Et si, au contraire, ces technologies – haut-parleurs intelligents, véhicules autonomes, téléviseurs, réfrigérateurs connectés, téléphones portables – étaient conscientes de vos émotions ? Et s'ils captaient un comportement non verbal en temps réel ? Votre voiture pourrait remarquer que vous avez l'air fatigué et proposer de prendre le volant. Votre réfrigérateur pourrait vous aider à adopter une alimentation plus saine. Votre tracker de fitness portable et votre téléviseur pourraient s'associer pour vous faire sortir du canapé. Votre miroir de salle de bain pourrait sentir que vous êtes stressé et ajuster l'éclairage tout en allumant la bonne musique qui améliore l'ambiance. Les technologies sensibles à l'humeur feraient des recommandations personnalisées et encourageraient les gens à faire les choses différemment, mieux ou plus rapidement.

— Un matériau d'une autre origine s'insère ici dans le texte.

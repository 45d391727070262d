//! Structured logging for rcc.
//!
//! Provides dual-mode logging:
//! - Human-readable console output for interactive use
//! - Machine-parseable JSONL for scripted use
//!
//! stdout is reserved for command payloads; all log output goes to stderr.
//! Each invocation gets a `run_id` that is attached to a root span.

pub mod config;

pub use config::{LogConfig, LogFormat, LogLevel};

use std::io::IsTerminal;
use tracing_subscriber::layer::SubscriberExt;
use tracing_subscriber::util::SubscriberInitExt;
use tracing_subscriber::filter::LevelFilter;
use tracing_subscriber::{fmt, EnvFilter};

/// Crates whose events are shown at the configured level.
const LOG_TARGETS: &[&str] = &["rcc", "rcc_core", "rcc_config", "rcc_rest", "rcc_envers"];

/// Build the filter for `config`.
pub fn build_filter(config: &LogConfig) -> EnvFilter {
    if let Some(directives) = &config.directives {
        if let Ok(filter) = EnvFilter::try_new(directives) {
            return filter;
        }
    }
    let level = LevelFilter::from(config.level);
    let directives = LOG_TARGETS
        .iter()
        .map(|target| format!("{}={}", target, level))
        .collect::<Vec<_>>()
        .join(",");
    EnvFilter::new(directives)
}

/// Initialize the logging subsystem.
///
/// Must be called once at startup before any logging occurs.
pub fn init_logging(config: &LogConfig) {
    let filter = build_filter(config);

    match config.format {
        LogFormat::Human => {
            let use_ansi = std::io::stderr().is_terminal();
            let fmt_layer = fmt::layer()
                .with_writer(std::io::stderr)
                .with_target(false)
                .with_ansi(use_ansi);

            if config.timestamps {
                tracing_subscriber::registry()
                    .with(filter)
                    .with(fmt_layer)
                    .init();
            } else {
                tracing_subscriber::registry()
                    .with(filter)
                    .with(fmt_layer.without_time())
                    .init();
            }
        }
        LogFormat::Jsonl => {
            let json_layer = fmt::layer()
                .json()
                .with_writer(std::io::stderr)
                .with_current_span(true)
                .with_span_list(false);
            tracing_subscriber::registry()
                .with(filter)
                .with(json_layer)
                .init();
        }
    }
}

/// Generate a unique run ID for this invocation.
pub fn generate_run_id() -> String {
    let uuid = uuid::Uuid::new_v4();
    // first 12 hex chars
    format!("run-{}", &uuid.simple().to_string()[..12])
}

#[cfg(test)]
mod tests {
    use super::*;

    #[test]
    fn test_generate_run_id() {
        let id1 = generate_run_id();
        let id2 = generate_run_id();

        assert!(id1.starts_with("run-"));
        assert_ne!(id1, id2);
        assert_eq!(id1.len(), 16);
        assert!(id1[4..].chars().all(|c| c.is_ascii_hexdigit()));
    }

    #[test]
    fn test_filter_from_level() {
        let config = LogConfig::default().with_level(LogLevel::Debug);
        let rendered = build_filter(&config).to_string();
        assert!(rendered.contains("rcc_rest=debug"));
        assert!(rendered.contains("rcc_config=debug"));
    }

    #[test]
    fn test_filter_quiet_levels() {
        let off = build_filter(&LogConfig::default().with_level(LogLevel::Off)).to_string();
        assert!(off.contains("rcc_envers=off"));
        let errors = build_filter(&LogConfig::default().with_level(LogLevel::Error)).to_string();
        assert!(errors.contains("rcc_core=error"));
    }

    #[test]
    fn test_filter_prefers_valid_directives() {
        let config = LogConfig {
            directives: Some("rcc_config=trace".to_string()),
            ..LogConfig::default()
        };
        let rendered = build_filter(&config).to_string();
        assert!(rendered.contains("rcc_config=trace"));
        assert!(!rendered.contains("rcc_rest"));
    }

    #[test]
    fn test_filter_ignores_invalid_directives() {
        let config = LogConfig {
            directives: Some("rcc_config=loud".to_string()),
            ..LogConfig::default()
        };
        assert!(build_filter(&config).to_string().contains("rcc_rest=warn"));
    }
}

Aujourd'hui, une catégorie émergente d'IA - l'intelligence émotionnelle artificielle ou IA émotionnelle - se concentre sur le développement d'algorithmes capables d'identifier non seulement les émotions humaines de base telles que le bonheur, la tristesse et la colère, mais également des états cognitifs plus complexes tels que la fatigue, l'attention, l'intérêt. , confusion, distraction, etc.
Je m'attends à ce que les technologies qui nous entourent deviennent sensibles aux émotions dans les cinq prochaines années.
Mon entreprise, Affectiva, fait partie de celles qui travaillent à la construction de tels systèmes. Nous avons compilé un vaste corpus de données composé de six millions de vidéos de visages collectées dans 87 pays, permettant à un moteur d'IA d'être réglé pour de vraies expressions d'émotion dans la nature et de tenir compte des différences culturelles dans l'expression émotionnelle.
À l'aide de la vision par ordinateur, de l'analyse de la parole et de l'apprentissage en profondeur, nous classons les expressions faciales et vocales de l'émotion. Il reste de nombreux défis à relever. Comment formez-vous de tels systèmes multimodaux ? Et comment collectez-vous des données pour des émotions moins fréquentes, comme la fierté ou l'inspiration ?

David Bishop
Néanmoins, le domaine progresse si rapidement que je m'attends à ce que les technologies qui nous entourent deviennent sensibles aux émotions dans les cinq prochaines années. Ils liront et réagiront aux états cognitifs et émotionnels humains, exactement comme le font les humains. Emotion AI sera ancrée dans les technologies que nous utilisons au quotidien, fonctionnant en arrière-plan, rendant nos interactions technologiques plus personnalisées, pertinentes, authentiques et interactives. Il est difficile de se rappeler maintenant comment c'était avant que nous ayons des interfaces tactiles et la reconnaissance vocale. Finalement, nous ressentirons la même chose à propos de nos appareils sensibles aux émotions.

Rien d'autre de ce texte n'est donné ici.